We’ve now gone through each of
the nine Engineering Play Behaviors. It is now up to you to
put them together for an extended observation of
children’s engineering play. Let’s take a look at a longer segment
of children’s construction play. This segment features the boys
engaging in an incredible trial and error sequence where they must plan,
design and construct, problem-solve and evaluate to complete their goal of
getting a ball across two ramps, and a complicated block structure. As you watch, think about each of
the engineering play behaviors. How do these behaviors each
contribute to the design process? How do they work together? How are these children engineering? And how does the adult successfully
facilitate the children’s interactions?>>Yeah, this looks cool.>>It does.>>And here’s a ramp. Here’s the bridge.
>>A ramp? What are you gonna use the ramps for?
>>What is this for?>>The ramps are for->>What is this for?
What is this for?>>Dylan, I asked Matthew a question. I asked him what his ramps are for? Do you see what he’s using? What are you going to make with the ramp?
>>Like this. Just gonna make it like that.
>>So what does this look like?>>Just like a flat runway.>>A runway.>>But we need to make a wall right here.
>>Okay.>>So they won’t fall.>>There’s a cannon too.>>And there’s more over there too.>>There’s a cannon too. Okay, this goes here, here, here. And this goes here. And then I’m gonna-
>>Can I have these?
>>Sure.>>Now, can you make
your castle any taller? Or is it as tall as you can build it?
>>It’s as tall as you can build it but you still need to get some things-
>>What did you say, Matthew? Stop yelling. Dylan, hold on.
>>I still need to do something right here.
>>With what?>>With the blocks. [NOISE]
This isn’t the block I need. This is the block I need. This is huge. Right here.
>>Now why did you choose that particular block?
>>So it doesn’t [SOUND] uh-oh.>>But why did you pick that one? How’s that helping your castle?
>>To protect the ramp.>>How does it protect it?>>From the balls,
the more poisonous balls.>>Look, that’s a good idea.
>>That is. You’ve got your fire protecting. And Matthew’s building
walls around his castle.>>And if any bad guys come, this will block it.
>>See what he did with this piece here. Why did you put that one under it?
>>So it doesn’t fall down.>>So it doesn’t fall down. So you kinda balanced it, right?
>>Yeah, I need to put this back.>>Aha.>>Do you have an idea for that?>>Let’s make->>What could you use that for?>>We have to make a canyon.>>A canyon.>>A cannon. Now there’s one very important
thing you haven’t tested out yet.>>This ramp.>>Right, and what were you gonna use for the ramp?
>>The ball.>>Mm-hm, before our time is done, you get to play with them now.
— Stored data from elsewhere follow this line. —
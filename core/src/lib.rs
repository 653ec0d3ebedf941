//! Parsing and canonicalization of field type expressions.
//!
//! ```
//! use vartype_core::{DataType, Message, parse};
//!
//! let catalog = vec![Message::builder().name("User").build()];
//! let ty = parse("map<string,[]User>", &catalog).unwrap();
//!
//! assert_eq!(ty.expr(), "map<string,[]User>");
//! assert_eq!(ty.as_map().unwrap().key, DataType::String);
//! ```

pub mod canonical;
mod catalog;
mod config;
mod data_type;
mod parse;
mod var_type;

#[cfg(test)]
pub(crate) mod tst;

pub use canonical::serialize;
pub use catalog::{Ident, Message, MessageCatalog, MessageField, MessageId, Schema};
pub use crate::config::{NewForConfig, ParseConfig};
pub use data_type::DataType;
pub use parse::{LIST_MARKER, MAP_MARKER, parse, parse_with};
pub use var_type::{UNKNOWN_SPELLING, VarKind, VarList, VarMap, VarStruct, VarType};

pub use vartype_errors as errors;

#[derive(thiserror::Error, Debug)]
pub enum Error {
    #[error("config error: {0}")]
    Config(#[from] ::config::ConfigError),

    #[error("{0}")]
    Validations(#[from] validator::ValidationErrors),

    #[error("[{src}] {error}")]
    SourceFile { error: Box<Self>, src: String },

    #[error("'{0}' is not a primitive type")]
    UnknownDataType(String),
}

impl Error {
    pub fn with_source(
        self,
        src: String,
    ) -> Self {
        Self::SourceFile {
            error: Box::new(self),
            src,
        }
    }

    pub fn with_source_init(src: String) -> impl FnOnce(Self) -> Self {
        |err| err.with_source(src)
    }

    pub fn from_with_source_init<E: Into<Self>>(src: String) -> impl FnOnce(E) -> Self {
        |err| Self::with_source_init(src)(err.into())
    }
}

impl From<Error> for vartype_errors::SchemaError {
    fn from(err: Error) -> Self {
        use vartype_errors::{ConfigError, DomainError, TypeExprError};
        match err {
            Error::Config(e) => {
                ConfigError::load_failed("<config>", e.to_string())
                    .unlocated()
                    .build()
            },
            Error::Validations(e) => {
                ConfigError::invalid_value("<config>", e.to_string())
                    .unlocated()
                    .build()
            },
            Error::SourceFile { error, src } => {
                match *error {
                    Error::Config(e) => {
                        ConfigError::load_failed(src, e.to_string())
                            .unlocated()
                            .build()
                    },
                    Error::Validations(e) => {
                        ConfigError::invalid_value(src, e.to_string())
                            .unlocated()
                            .build()
                    },
                    other => other.into(),
                }
            },
            Error::UnknownDataType(s) => {
                TypeExprError::unknown_type(s)
                    .unlocated()
                    .build()
            },
        }
    }
}

pub type Result<T, E = Error> = std::result::Result<T, E>;
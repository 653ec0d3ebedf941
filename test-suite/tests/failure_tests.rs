use vartype_errors::{Category, Domain, Span};
use vartype_test_suite::*;

type_test! {
    id: fail_empty_expression,
    name: "Empty Expression",
    purpose: "An empty expression is rejected before any lookup",
    expect_pass: false,
    tags: vec![Tag::Smoke],
    expr: "",
    assertions: |_, err: TypeExprError| {
        assert!(matches!(err, TypeExprError::EmptyExpression { .. }));
        assert_eq!(err.error_code().category, Category::Missing);
    }
}

type_test! {
    id: fail_list_without_element,
    name: "List Without Element",
    purpose: "A bare list marker has nothing to hold",
    expect_pass: false,
    tags: vec![Tag::List],
    expr: "[][]",
    assertions: |_, err: TypeExprError| {
        assert!(matches!(err, TypeExprError::EmptyExpression { .. }));
        assert_eq!(err.span(), Some(Span::new(2, 4)));
    }
}

type_test! {
    id: fail_map_missing_value,
    name: "Map Missing Value",
    purpose: "A map needs both a key and a value",
    expect_pass: false,
    tags: vec![Tag::Map],
    expr: "map<string>",
    assertions: |_, err: TypeExprError| {
        assert!(matches!(err, TypeExprError::InvalidMapSyntax { .. }));
        assert_eq!(err.expr(), "map<string>");
        assert_eq!(err.error_code().to_string(), "VTE0001");
    }
}

type_test! {
    id: fail_map_unclosed,
    name: "Unclosed Map",
    purpose: "A map must end with its closing bracket",
    expect_pass: false,
    tags: vec![Tag::Map],
    expr: "map<string,map<string,uint32>",
    assertions: |_, err: TypeExprError| {
        assert!(matches!(err, TypeExprError::InvalidMapSyntax { .. }));
    }
}

type_test! {
    id: fail_map_float_key,
    name: "Float Map Key",
    purpose: "Only string and integer types may key a map",
    expect_pass: false,
    tags: vec![Tag::Map],
    expr: "map<float64,string>",
    assertions: |_, err: TypeExprError| {
        match &err {
            TypeExprError::InvalidMapKeyType { key, expr, span } => {
                assert_eq!(key, "float64");
                assert_eq!(expr, "map<float64,string>");
                assert_eq!(*span, Some(Span::new(4, 11)));
            },
            other => panic!("unexpected {other:?}"),
        }
        assert_eq!(err.error_code().domain, Domain::TE);
        assert_eq!(err.error_code().category, Category::Validation);
    }
}

type_test! {
    id: fail_map_struct_key,
    name: "Struct Map Key",
    purpose: "A message name is never a valid map key",
    expect_pass: false,
    tags: vec![Tag::Map, Tag::Struct],
    expr: "map<User,string>",
    assertions: |_, err: TypeExprError| {
        assert!(matches!(err, TypeExprError::InvalidMapKeyType { .. }));
    }
}

type_test! {
    id: fail_unknown_message,
    name: "Unknown Message",
    purpose: "Names missing from the catalog are rejected",
    expect_pass: false,
    tags: vec![Tag::Smoke, Tag::Struct],
    expr: "[]Usr",
    assertions: |_, err: TypeExprError| {
        assert_eq!(err.expr(), "Usr");
        assert_eq!(err.span(), Some(Span::new(2, 5)));
        vartype_testing::assert_snapshot!(err.to_string(), @"invalid struct/message type 'Usr'");
    }
}

type_test! {
    id: fail_case_sensitive_names,
    name: "Case Sensitive Lookup",
    purpose: "Neither primitives nor messages fold case",
    expect_pass: false,
    tags: vec![Tag::Primitive, Tag::Struct],
    expr: "map<string,String>",
    assertions: |_, err: TypeExprError| {
        assert!(matches!(err, TypeExprError::UnknownType { .. }));
        assert_eq!(err.expr(), "String");
    }
}

type_test! {
    id: fail_whitespace_is_significant,
    name: "No Whitespace Tolerance",
    purpose: "Spaces around a map comma are part of the names",
    expect_pass: false,
    tags: vec![Tag::Map],
    expr: "map<string, uint32>",
    assertions: |_, err: TypeExprError| {
        assert!(matches!(err, TypeExprError::UnknownType { .. }));
        assert_eq!(err.expr(), " uint32");
    }
}

type_test! {
    id: fail_depth_limit,
    name: "Depth Limit",
    purpose: "Nesting past the configured depth is rejected",
    expect_pass: false,
    tags: vec![Tag::Limits],
    config: ParseConfig { max_depth: 2 },
    expr: "map<string,[][]int>",
    assertions: |_, err: TypeExprError| {
        assert!(matches!(err, TypeExprError::MaxDepthExceeded { max_depth: 2, .. }));
        assert_eq!(err.expr(), "map<string,[][]int>");
        assert_eq!(err.span(), Some(Span::new(15, 18)));
    }
}

type_test! {
    id: fail_pathological_nesting,
    name: "Pathological Nesting",
    purpose: "Very deep input fails cleanly under the default limit",
    expect_pass: false,
    tags: vec![Tag::Limits],
    expr: format!("{}uint8", "map<string,".repeat(5_000)) + &">".repeat(5_000),
    assertions: |_, err: TypeExprError| {
        assert!(matches!(err, TypeExprError::MaxDepthExceeded { max_depth: 64, .. }));
    }
}

#[test]
fn report_points_into_expression() {
    vartype_testing::logging();
    let schema = fixtures::catalog();
    let expr = "map<string,[]Usr>";

    let report = vartype_core::parse(expr, &schema)
        .unwrap_err()
        .at_source(expr)
        .to_report();

    assert_eq!(
        report.code().map(|c| c.to_string()),
        Some("VTE1001".to_string())
    );
    assert!(report.help().is_some());
    let labels: Vec<_> = report.labels().expect("labelled").collect();
    assert_eq!(labels.len(), 1);
    assert_eq!(labels[0].offset(), 13);
    assert_eq!(labels[0].len(), 3);
}

#[test]
fn from_quoted_rejects_unquoted_token() {
    let err = VarType::from_quoted("uint32").unwrap_err();
    assert_eq!(err.error_code().domain, Domain::DC);
    vartype_testing::assert_snapshot!(err.to_string(), @"malformed quoted value uint32: string value is expected");
}
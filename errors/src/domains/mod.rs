pub mod config;
pub mod document;
pub mod type_expr;

pub use config::ConfigError;
pub use document::DocumentError;
pub use type_expr::TypeExprError;
use vartype_core::NewForConfig;
use vartype_errors::{Category, Domain, SchemaError};
use vartype_test_suite::*;

fn dir_with(
    file: &str,
    contents: &str,
) -> tempfile::TempDir {
    let dir = tempfile::tempdir().expect("tempdir");
    std::fs::write(dir.path().join(file), contents).expect("write config");
    dir
}

#[test]
fn missing_file_uses_defaults() {
    vartype_testing::logging();
    let dir = tempfile::tempdir().expect("tempdir");
    let config = ParseConfig::new(Some(dir.path().display().to_string())).expect("loads");
    assert_eq!(config, ParseConfig::default());
}

#[test]
fn toml_file_overrides_depth() {
    let dir = dir_with("vartype.toml", fixtures::CONFIG_TOML);
    let config = ParseConfig::new(Some(dir.path().display().to_string())).expect("loads");
    assert_eq!(config.max_depth, 8);
}

#[test]
fn json_file_overrides_depth() {
    let dir = dir_with("vartype.json", r#"{ "max_depth": 3 }"#);
    let config = ParseConfig::new(Some(dir.path().display().to_string())).expect("loads");
    assert_eq!(config.max_depth, 3);

    let schema = fixtures::catalog();
    let err = vartype_core::parse_with("[][][][]User", &schema, &config).unwrap_err();
    assert!(matches!(err, TypeExprError::MaxDepthExceeded { max_depth: 3, .. }));
}

#[test]
fn out_of_range_depth_is_rejected() {
    let dir = dir_with("vartype.yaml", "max_depth: 0\n");
    let err = ParseConfig::new(Some(dir.path().display().to_string())).unwrap_err();
    assert!(matches!(err, vartype_core::Error::SourceFile { .. }), "{err}");

    let err: SchemaError = err.into();
    assert_eq!(err.error_code().domain, Domain::CF);
    assert_eq!(err.error_code().category, Category::Validation);
    assert!(err.message().contains("max_depth"), "{}", err.message());
}

#[test]
fn malformed_file_fails_to_load() {
    let dir = dir_with("vartype.toml", "max_depth = \"deep\"\n");
    let err: SchemaError = ParseConfig::new(Some(dir.path().display().to_string()))
        .unwrap_err()
        .into();
    assert_eq!(err.error_code().to_string(), "VCF0001");
    assert!(err.message().contains("vartype"), "{}", err.message());
}
//! Statement classification.
//!
//! A block of console text is split into `;`-separated segments. Each segment
//! is classified by its leading keyword; the block kind is derived from the
//! segment kinds. Kind never depends on anything but the text.

use std::ops::Range;

use tabula_core::messages::ERR_EMPTY_STATEMENT;
use tabula_core::TableName;

use crate::lexer::{Lexer, Token, TokenKind};
use crate::{
    ClassifiedStatement, MetaCommand, ParseError, ParseResult, Quote, Span, StatementKind,
    TableRef, TableRole,
};

const WRITE_KEYWORDS: &[&str] = &[
    "INSERT", "UPDATE", "DELETE", "GRANT", "REVOKE", "ALTER", "DROP", "REPLACE", "UPSERT",
];

/// Keywords directly followed by a table name.
const TABLE_POSITION_KEYWORDS: &[&str] = &["FROM", "JOIN", "INTO", "UPDATE", "TABLE"];

/// Words that can never be a table name or a table alias.
const RESERVED: &[&str] = &[
    "SELECT", "FROM", "WHERE", "GROUP", "ORDER", "BY", "LIMIT", "OFFSET", "HAVING", "UNION",
    "ALL", "EXCEPT", "INTERSECT", "JOIN", "INNER", "LEFT", "RIGHT", "FULL", "OUTER", "CROSS",
    "NATURAL", "ON", "USING", "SET", "VALUES", "AS", "WITH", "RETURNING", "DEFAULT", "INTO",
    "TABLE", "IF", "NOT", "EXISTS", "AND", "OR", "TO", "WINDOW", "DO", "CONFLICT",
];

fn is_reserved(word: &str) -> bool {
    RESERVED.iter().any(|r| r.eq_ignore_ascii_case(word))
}

fn upper_word(token: &Token) -> Option<String> {
    match &token.kind {
        TokenKind::Word(w) => Some(w.to_ascii_uppercase()),
        _ => None,
    }
}

/// Returns true if the text is a console directive rather than SQL.
pub fn is_meta_command(text: &str) -> bool {
    text.trim_start().starts_with('.')
}

/// Classify a complete statement block.
pub fn classify(text: &str) -> ParseResult<ClassifiedStatement> {
    let trimmed = text.trim();
    if trimmed.is_empty() {
        return Err(ParseError::new(ERR_EMPTY_STATEMENT, Span::new(0, 0, 1, 1)));
    }
    if is_meta_command(trimmed) {
        return classify_meta(trimmed);
    }

    let tokens = Lexer::new(text).tokenize()?;
    let normalized = Normalized::build(text, &tokens);

    let segments = split_segments(&tokens);
    if segments.is_empty() {
        return Err(ParseError::new(ERR_EMPTY_STATEMENT, tokens[0].span));
    }

    let mut kinds = Vec::with_capacity(segments.len());
    let mut refs = Vec::new();
    for range in &segments {
        let (kind, created) = segment_kind(&tokens[range.clone()])?;
        kinds.push((kind, tokens[range.start].span));
        collect_refs(
            &tokens[range.clone()],
            &normalized.spans[range.clone()],
            created,
            &mut refs,
        );
    }

    let kind = combine(&kinds)?;

    Ok(ClassifiedStatement {
        kind,
        text: normalized.text,
        refs,
        segments: segments.len(),
    })
}

fn classify_meta(trimmed: &str) -> ParseResult<ClassifiedStatement> {
    let word = trimmed[1..]
        .trim_end_matches(';')
        .split_whitespace()
        .next()
        .unwrap_or("")
        .to_lowercase();

    let command = match word.as_str() {
        "exit" | "quit" => MetaCommand::Exit,
        "help" => MetaCommand::Help,
        "history" => MetaCommand::History,
        _ => {
            return Err(ParseError::new(
                format!("unknown command '.{}' (enter .help for usage hints)", word),
                Span::new(0, trimmed.len(), 1, 1),
            ));
        }
    };

    Ok(ClassifiedStatement {
        kind: StatementKind::Meta(command),
        text: trimmed.to_string(),
        refs: Vec::new(),
        segments: 1,
    })
}

/// Whitespace-normalized text plus the position of every token in it.
struct Normalized {
    text: String,
    spans: Vec<Span>,
}

impl Normalized {
    /// Rebuild the text from token slices, collapsing whitespace and comments to one space.
    fn build(source: &str, tokens: &[Token]) -> Self {
        let mut text = String::with_capacity(source.len());
        let mut spans = Vec::with_capacity(tokens.len());
        let mut chars = 0usize;
        let mut prev_end: Option<usize> = None;

        for token in tokens {
            if matches!(token.kind, TokenKind::Eof) {
                spans.push(Span::new(text.len(), text.len(), 1, chars + 1));
                break;
            }
            if prev_end.is_some_and(|end| end != token.span.start) {
                text.push(' ');
                chars += 1;
            }
            let slice = &source[token.span.start..token.span.end];
            let start = text.len();
            let column = chars + 1;
            text.push_str(slice);
            chars += slice.chars().count();
            spans.push(Span::new(start, text.len(), 1, column));
            prev_end = Some(token.span.end);
        }

        Self { text, spans }
    }
}

/// Token index ranges between `;` separators, skipping empty segments.
fn split_segments(tokens: &[Token]) -> Vec<Range<usize>> {
    let mut segments = Vec::new();
    let mut start = 0;
    for (i, token) in tokens.iter().enumerate() {
        if matches!(token.kind, TokenKind::Semicolon | TokenKind::Eof) {
            if i > start {
                segments.push(start..i);
            }
            start = i + 1;
        }
    }
    segments
}

/// Kind of one segment, plus the index of the created table name for creates.
fn segment_kind(tokens: &[Token]) -> ParseResult<(StatementKind, Option<usize>)> {
    let Some(leading) = upper_word(&tokens[0]) else {
        return Ok((StatementKind::Read, None));
    };

    if leading == "CREATE" {
        let mut idx = 1;
        match tokens.get(idx) {
            Some(t) if t.kind.is_keyword("TABLE") => idx += 1,
            Some(t) => {
                return Err(ParseError::expected(t.span, "TABLE", &t.kind.name()));
            }
            None => return Err(ParseError::end_of_input(tokens[0].span, "TABLE")),
        }
        if tokens.get(idx).is_some_and(|t| t.kind.is_keyword("IF")) {
            for keyword in ["NOT", "EXISTS"] {
                idx += 1;
                match tokens.get(idx) {
                    Some(t) if t.kind.is_keyword(keyword) => {}
                    Some(t) => {
                        return Err(ParseError::expected(t.span, keyword, &t.kind.name()));
                    }
                    None => return Err(ParseError::end_of_input(tokens[idx - 1].span, keyword)),
                }
            }
            idx += 1;
        }
        return match tokens.get(idx) {
            Some(t) if table_ident(t).is_some() => Ok((StatementKind::Create, Some(idx))),
            Some(t) => Err(ParseError::expected(t.span, "table name", &t.kind.name())),
            None => Err(ParseError::end_of_input(tokens[idx - 1].span, "table name")),
        };
    }

    if WRITE_KEYWORDS.contains(&leading.as_str()) {
        return Ok((StatementKind::Write, None));
    }

    Ok((StatementKind::Read, None))
}

/// Identifier usable as a table name, with its delimiter.
fn table_ident(token: &Token) -> Option<(&str, Option<Quote>)> {
    match &token.kind {
        TokenKind::Word(w) if !is_reserved(w) => Some((w, None)),
        TokenKind::Quoted(q, quote) => Some((q, Some(*quote))),
        _ => None,
    }
}

fn collect_refs(
    tokens: &[Token],
    spans: &[Span],
    created: Option<usize>,
    refs: &mut Vec<TableRef>,
) {
    let grants = tokens[0].kind.is_keyword("GRANT") || tokens[0].kind.is_keyword("REVOKE");
    let first = refs.len();
    let mut expect_table = false;
    let mut in_from_list = false;

    for (i, token) in tokens.iter().enumerate() {
        if created == Some(i) {
            if let Some((name, quote)) = table_ident(token) {
                refs.push(TableRef {
                    name: name.to_string(),
                    quote,
                    span: spans[i],
                    role: TableRole::Created,
                });
            }
            expect_table = false;
            continue;
        }

        if expect_table {
            expect_table = false;
            if let Some((name, quote)) = table_ident(token) {
                refs.push(TableRef {
                    name: name.to_string(),
                    quote,
                    span: spans[i],
                    role: TableRole::Reference,
                });
                continue;
            }
            in_from_list = false;
        }

        match &token.kind {
            TokenKind::Word(w) => {
                let upper = w.to_ascii_uppercase();
                if TABLE_POSITION_KEYWORDS.contains(&upper.as_str()) || (grants && upper == "ON") {
                    expect_table = true;
                    in_from_list = upper == "FROM";
                    continue;
                }
                if in_from_list && (upper == "AS" || !is_reserved(w)) {
                    // table alias
                    continue;
                }
                in_from_list = false;
            }
            TokenKind::Comma if in_from_list => {
                expect_table = true;
                continue;
            }
            _ => in_from_list = false,
        }

        // Canonical names count wherever they appear, e.g. as column qualifiers.
        if let Some(name) = token.kind.ident() {
            if TableName::is_canonical(name) {
                let quote = match &token.kind {
                    TokenKind::Quoted(_, quote) => Some(*quote),
                    _ => None,
                };
                refs.push(TableRef {
                    name: name.to_string(),
                    quote,
                    span: spans[i],
                    role: TableRole::Reference,
                });
            }
        }
    }

    collect_qualifiers(tokens, spans, first, refs);
}

/// Add `name.column` qualifiers that name a table already referenced in the
/// segment starting at `refs[first]`. Keeps the segment's refs in text order.
fn collect_qualifiers(tokens: &[Token], spans: &[Span], first: usize, refs: &mut Vec<TableRef>) {
    let tables: Vec<String> = refs[first..]
        .iter()
        .filter(|r| r.role == TableRole::Reference)
        .map(|r| r.name.clone())
        .collect();
    if tables.is_empty() {
        return;
    }

    let mut added = false;
    for (i, pair) in tokens.windows(2).enumerate() {
        if pair[1].kind != TokenKind::Dot {
            continue;
        }
        let Some((name, quote)) = table_ident(&pair[0]) else {
            continue;
        };
        // canonical names were collected already
        if TableName::is_canonical(name) || !tables.iter().any(|t| t == name) {
            continue;
        }
        if refs[first..].iter().any(|r| r.span == spans[i]) {
            continue;
        }
        refs.push(TableRef {
            name: name.to_string(),
            quote,
            span: spans[i],
            role: TableRole::Reference,
        });
        added = true;
    }

    if added {
        refs[first..].sort_by_key(|r| r.span.start);
    }
}

fn combine(kinds: &[(StatementKind, Span)]) -> ParseResult<StatementKind> {
    if let Some((_, span)) = kinds.iter().find(|(k, _)| *k == StatementKind::Create) {
        if kinds.len() > 1 {
            return Err(ParseError::new(
                "create statements must be sent on their own",
                *span,
            ));
        }
        return Ok(StatementKind::Create);
    }

    let writes = kinds.iter().filter(|(k, _)| *k == StatementKind::Write).count();
    if writes == kinds.len() {
        return Ok(StatementKind::Write);
    }
    if writes > 0 {
        let (_, span) = kinds[1];
        return Err(ParseError::new(
            "read and write statements cannot be mixed in one block",
            span,
        ));
    }
    if kinds.len() > 1 {
        let (_, span) = kinds[1];
        return Err(ParseError::new(
            "only one read statement can be sent at a time",
            span,
        ));
    }
    Ok(StatementKind::Read)
}
//! Backend selection.

use tabula_core::{Chain, CreatedTable, RowSet, TxnReceipt};

use crate::client::ChainClient;
use crate::error::ChainResult;
use crate::gateway::GatewayClient;
use crate::memory::MemoryChain;

/// The chain client picked at startup.
#[derive(Debug, Clone)]
pub enum Backend {
    Memory(MemoryChain),
    Gateway(GatewayClient),
}

impl ChainClient for Backend {
    fn chain(&self) -> Chain {
        match self {
            Backend::Memory(c) => c.chain(),
            Backend::Gateway(c) => c.chain(),
        }
    }

    async fn read(&self, statement: &str) -> ChainResult<RowSet> {
        match self {
            Backend::Memory(c) => c.read(statement).await,
            Backend::Gateway(c) => c.read(statement).await,
        }
    }

    async fn write(&self, statement: &str) -> ChainResult<TxnReceipt> {
        match self {
            Backend::Memory(c) => c.write(statement).await,
            Backend::Gateway(c) => c.write(statement).await,
        }
    }

    async fn create(&self, statement: &str) -> ChainResult<CreatedTable> {
        match self {
            Backend::Memory(c) => c.create(statement).await,
            Backend::Gateway(c) => c.create(statement).await,
        }
    }

    async fn close(self) {
        match self {
            Backend::Memory(c) => c.close().await,
            Backend::Gateway(c) => c.close().await,
        }
    }
}
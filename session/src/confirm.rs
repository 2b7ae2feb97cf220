//! Confirmation gate for mutating statements.

use std::io;

use tabula_core::messages::{CHOICE_CONFIRM, CHOICE_DENY};
use tabula_parser::StatementKind;
use tracing::debug;

use crate::console::Console;

const RETRY_HINT: &str = "Please answer confirm (y) or deny (n).";

/// The user's answer for one statement block.
#[derive(Debug, Clone, Copy, PartialEq, Eq)]
pub enum Decision {
    Confirm,
    Deny,
}

impl Decision {
    /// Parse an answer, ignoring case and surrounding whitespace.
    pub fn parse(answer: &str) -> Option<Decision> {
        match answer.trim().to_ascii_lowercase().as_str() {
            "confirm" | "c" | "y" | "yes" => Some(Decision::Confirm),
            "deny" | "d" | "n" | "no" => Some(Decision::Deny),
            _ => None,
        }
    }
}

/// Asks once per statement block, whatever the number of segments inside it.
#[derive(Debug, Clone)]
pub struct ConfirmationGate {
    prompt: String,
}

impl ConfirmationGate {
    /// `interactive` controls whether the choices are displayed.
    pub fn new(interactive: bool) -> Self {
        let prompt = if interactive {
            format!("  y) {}\n  n) {}\n? ", CHOICE_CONFIRM, CHOICE_DENY)
        } else {
            String::new()
        };
        Self { prompt }
    }

    /// Whether `kind` has to pass the gate. Reads and meta-commands skip it.
    pub fn required(kind: StatementKind) -> bool {
        kind.is_mutating()
    }

    /// Ask until a recognizable answer arrives.
    ///
    /// Returns `Ok(None)` if input closes before an answer.
    pub async fn ask<C: Console>(&self, console: &mut C) -> io::Result<Option<Decision>> {
        loop {
            let Some(answer) = console.read_line(&self.prompt).await? else {
                debug!("input closed while awaiting confirmation");
                return Ok(None);
            };
            match Decision::parse(&answer) {
                Some(decision) => {
                    debug!(?decision, "confirmation answered");
                    return Ok(Some(decision));
                }
                None => console.error(RETRY_HINT)?,
            }
        }
    }
}
//! Tabula Client
//!
//! Capabilities the console consumes, and their implementations:
//! - `ChainClient`: read / write / create against the table service
//! - `NameResolver`: alias to canonical table name lookups
//! - `MemoryChain`: in-process table store (offline mode and tests)
//! - `GatewayClient`: read-only HTTP gateway client
//! - `NamespaceResolver`: alias tables grouped by domain

mod backend;
mod client;
mod error;
mod gateway;
mod memory;
mod namespace;
mod resolver;

pub use backend::Backend;
pub use client::ChainClient;
pub use error::{ChainError, ChainResult, ResolveError};
pub use gateway::GatewayClient;
pub use memory::MemoryChain;
pub use namespace::NamespaceResolver;
pub use resolver::NameResolver;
>>Okay, that’s better.>>Use up that time with the balls now.>>I have to block that. I have to block all this.
>>Is that a good idea?>>Yes.
>>It is, but did you hear what Matthew said? He has to try and block. What are you gonna try and block, Matthew?
>>The ramp so nothing falls out.>>And you know what->>I have an idea. You have to do this.
>>Did that help, Matthew?
>>A little bit but I need still 20 more pieces.
>>How do you know it helped a little bit?>>Because it fell back on the ramp.>>Okay, so it didn’t go as far?>>Put the thing here to make it bounce.
>>No, Dylan.>>Dylan, we don’t need it there.
>>Matthew, explain to him what you’re doing with the wall.
>>I’m trying to make the balls not fall off.
>>So the ball will go here, all the way to here,
jump down here, go in here and then go out.
>>So, Matthew, what did you do to your wall so the ball would not come out?
>>I’m gonna put this right->>You made it.>>I’m going to put this right here.>>Yep, you made your wall taller.>>And then when it comes out, it’s going to bounce back.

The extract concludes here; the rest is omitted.